“Javier Mascherano y diez más”, dijo Diego Maradona antes del partido. Y realmente es así, porque el jugador de Liverpool se come la cancha cada vez que se pone la camiseta de la Selección. Contra los uruguayos no fue la excepción. El “Jefecito” fue el dueño de la mitad del campo. No se cansó de correr ni de recuperar pelotas cuando los “charrúas” atacaron, mientras que cuando Argentina dominó el juego, el ex volante de River repartió con mucho criterio y claridad el balón. Realmente es un baluarte.

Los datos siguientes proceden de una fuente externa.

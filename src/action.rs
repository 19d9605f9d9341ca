use serde::{Deserialize, Serialize};

use crate::card::Card;
use crate::state::Tile;

/// What the engine wants the caller to do this cycle.
#[derive(Copy, Clone, Debug, Eq, PartialEq, Hash, Serialize, Deserialize)]
#[serde(rename_all = "snake_case")]
pub enum ActionKind {
    Play,
    Wait,
    Defend,
    Attack,
    Combo,
    Cycle,
}

impl ActionKind {
    /// Kinds that place a card on the arena.
    pub fn places_card(self) -> bool {
        !matches!(self, ActionKind::Wait)
    }
}

/// Track that produced a recommendation. Each track carries its own adaptive weight.
#[derive(Copy, Clone, Debug, Eq, PartialEq, Hash, Ord, PartialOrd, Serialize, Deserialize)]
#[serde(rename_all = "snake_case")]
pub enum Category {
    Defense,
    Attack,
    Resource,
    Positioning,
    ComboTiming,
    GeneralScoring,
}

impl Category {
    pub const ALL: [Category; 6] = [
        Category::Defense,
        Category::Attack,
        Category::Resource,
        Category::Positioning,
        Category::ComboTiming,
        Category::GeneralScoring,
    ];
}

/// A single placement under consideration: the card, where it sits in hand,
/// and where it would go.
#[derive(Copy, Clone, Debug, Eq, PartialEq, Hash, Serialize, Deserialize)]
pub struct Candidate {
    pub card: Card,
    pub hand_index: usize,
    pub tile: Tile,
}

/// Output of one decision cycle.
#[derive(Clone, Debug, PartialEq, Serialize, Deserialize)]
pub struct ActionRecommendation {
    pub kind: ActionKind,
    pub card: Option<Card>,
    pub position: Option<Tile>,
    pub confidence: f32,
    /// 1 (lowest) to 5 (highest).
    pub priority: u8,
    pub reasoning: Vec<String>,
    /// Seconds the caller should wait before executing.
    pub timing_delay: f32,
}

impl ActionRecommendation {
    pub fn new(kind: ActionKind, card: Card, position: Tile) -> Self {
        Self {
            kind,
            card: Some(card),
            position: Some(position),
            confidence: 0.5,
            priority: 3,
            reasoning: Vec::new(),
            timing_delay: 0.0,
        }
    }

    pub fn wait(confidence: f32, priority: u8, delay: f32) -> Self {
        Self {
            kind: ActionKind::Wait,
            card: None,
            position: None,
            confidence,
            priority,
            reasoning: Vec::new(),
            timing_delay: delay,
        }
    }

    pub fn with_confidence(mut self, confidence: f32) -> Self {
        self.confidence = confidence.clamp(0.0, 1.0);
        self
    }

    pub fn with_priority(mut self, priority: u8) -> Self {
        self.priority = priority.clamp(1, 5);
        self
    }

    pub fn with_delay(mut self, delay: f32) -> Self {
        self.timing_delay = delay.max(0.0);
        self
    }

    pub fn with_reason(mut self, reason: impl Into<String>) -> Self {
        self.reasoning.push(reason.into());
        self
    }

    pub fn is_wait(&self) -> bool {
        self.kind == ActionKind::Wait
    }
}

/// A recommendation tagged with the track that produced it.
#[derive(Clone, Debug, PartialEq, Serialize, Deserialize)]
pub struct TaggedRecommendation {
    pub category: Category,
    pub recommendation: ActionRecommendation,
}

Esta vez Mascherano tuvo un buen socio en el medio campo. Esteban Cambiasso (6) mostró una gran precisión para distribuir y para recuperar la pelota. Además, apareció por sorpresa varias veces en el área rival y estuvo cerca de marcar un gol, ya que en la jugada previa al segundo tanto argentino, su disparo pegó en el palo.

Juan Pablo Carrizo (6) se mostró seguro, tanto en el juego aéreo como cuando tuvo que salir jugando con los pies. De esta forma, le comenzó a meter presión a Basile para adueñarse en forma definitiva del arco del seleccionado.
En la defensa estuvo el punto más flojo del equipo. Javier Zanetti (6) fue el único que aprobó, ya que Nicolás Burdisso (5), Martín Demichelis (5) y Gabriel Heinze (4) evidenciaron numerosos problemas cada vez que Uruguay se acercó al área albiceleste y tampoco aportaron como salida del equipo.

Los más talentosos de la Selección aparecieron a cuentagotas. En los primeros 20 minutos del encuentro, Juan Román Riquelme (5) y Lionel Messi (5) salieron como para comerse a los “chicos crudos” y en ese período se vio lo mejor del equipo. Pero con el correr del tiempo, el enganche y el jugador de Barcelona terminaron siendo absorbidos por los volantes uruguayos.
En el ataque, Carlos Tevez (6) fue un peligro constante para el adversario y su mejor producción llegó cuando se recostó sobre el sector izquierdo, como un antiguo wing. Sergio Agüero (5) marcó el segundo gol, pero en gran parte del cotejo fue bien controlado por los defensores.
Cristian Ledesma, Diego Milito y Daniel Díaz ingresaron en el complemento, pero jugaron menos de 25 minutos.
Uruguayos
Cuando Argentina parecía llevarse por delante a Uruguay, Diego Lugano (7) se multiplicó para tapar huecos y para ir sin dudar a cada pelota dividida. Más aún, el zaguero se fue arriba y sobre el final de la primera parte marcó el que sería el único gol “charrúa”. Uno de los que decepcionó fue Sebastián Abreu (4) y prácticamente pasó inadvertido en el Monumental.
“Estoy conforme”
“Fue un partido trabado, sobre todo en el segundo tiempo. Igual estoy conforme, porque por momentos jugamos muy bien. Nos habíamos prometido un triunfo antes del partido y había que ganar como sea. Lo logramos y ahora hay que pensar en Chile”, expresó Esteban Cambiasso.
“Se jugó bien”
“Había que ganar sí o sí. Se jugó bien, se ganó como nos lo habíamos propuesto y eso es lo importante. Nos hizo bien que Basile alineara muchos delanteros. Creo que si mantenemos esta táctica y nos vamos conociendo más, vamos a armar un ataque poderoso”, dijo Sergio Agüero.
“Corrió y metió”
“El equipo jugó bien en el primer tiempo y en el segundo corrió, metió y aguantó, aunque hubo que sufrir un poco. El partido del miércoles es uno más, aunque enfrente estén un buen equipo y un técnico como Marcelo Bielsa, a quien le debo muchas cosas”, confesó Nicolás Burdisso.
“Muy duro”
“El encuentro fue muy duro; los jugadores uruguayos vinieron al Monumental a pegar. Se jugó muy bien en el primer tiempo y no tanto en el segundo. Necesitábamos una victoria como esta y lo importante fue que logramos nuestro objetivo”, enfatizó Lionel Messi.